Mother's Day. Ouch. (Advocare - Day 20)



Happy mother's day!!

I was a mess on Sunday!! I woke up in just enough time to get ready for church and get out the door! I drank my spark and took my MNS packs. I didn't have a chance to drink my meal replacement shake though.. :-\ We met Austin's parents at the Amarillo Club for brunch at 11. I actually did pretty well for this place! It's an open buffet of all comfort foods in the world... biscuits and gravy, fried chicken, macaroni and lobster, etc... I opted for a healthy egg-white omelet and a salad! However, I did eat a few bites of Austin's oreo pie... I couldn't help it!! It was right there!!! ha. Oh well.
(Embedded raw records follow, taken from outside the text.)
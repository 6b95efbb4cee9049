use crate::tee::ByteStream;
use futures_util::stream::StreamExt;

/// Wraps a byte stream so every chunk also invokes `on_progress(processed,
/// total)` with a monotonically increasing `processed` count. `total` is
/// whatever the caller knew up front (e.g. a `content-length` header) and is
/// passed through unchanged; `0` means unknown.
pub fn with_progress<F>(stream: ByteStream, total: u64, mut on_progress: F) -> ByteStream
where
    F: FnMut(u64, u64) + Send + 'static,
{
    let mut processed: u64 = 0;
    Box::pin(stream.map(move |item| {
        if let Ok(chunk) = &item {
            processed += chunk.len() as u64;
            on_progress(processed, total);
        }
        item
    }))
}

#[cfg(test)]
mod tests {
    use super::*;
    use bytes::Bytes;
    use futures_util::TryStreamExt;
    use std::sync::{Arc, Mutex};
    use wayfinder_core::WayfinderError;

    #[tokio::test]
    async fn progress_increases_monotonically_and_matches_final_total() {
        let items: Vec<Result<Bytes, WayfinderError>> = vec![
            Ok(Bytes::from_static(b"abc")),
            Ok(Bytes::from_static(b"de")),
        ];
        let source: ByteStream = Box::pin(futures_util::stream::iter(items));
        let seen = Arc::new(Mutex::new(Vec::new()));
        let seen2 = seen.clone();
        let wrapped = with_progress(source, 5, move |processed, total| {
            seen2.lock().unwrap().push((processed, total));
        });
        let collected: Vec<Bytes> = wrapped.try_collect().await.unwrap();
        assert_eq!(collected.len(), 2);
        let seen = seen.lock().unwrap();
        assert_eq!(*seen, vec![(3, 5), (5, 5)]);
    }
}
Today was a day of mixed emotions for me. It is a day when I have a special time to think about how blessed I am to have the mother I do. She is one of the most amazing women I have ever met, and she is constantly concerned with bringing lost souls to Christ. She has never fallen short on uplifting, encouraging, and challenging me in my daily walk with the Lord. She is kind, patient, sweet, funny, quirky, intelligent, and she has suffered a lot and allowed it to make her stronger and more humble instead of bitter. Short story: my mother is INCREDIBLE!!

On the other hand, I feel it deeper today that I am still not a mother. At brunch, they passed out chocolate boxes to all mothers as the entered the restaurant... They asked if I was a mother, and I had to say "no", so they passed by me and gave the chocolates to the next person. Now, I am glad I didn't have to face the temptation of eating the chocolates, but it was a bitter moment for me that I was passed over. It was a physical picture of what my heart feels like constantly... That I am being passed over... That I am, most certainly, not a mother. It's hard. My sweet mom called me today to wish me a "happy future mother's day" in faith that God is preparing our own baby in His perfect timing. It was very sweet of her. Just a hard day. I deserved the few bites of pie.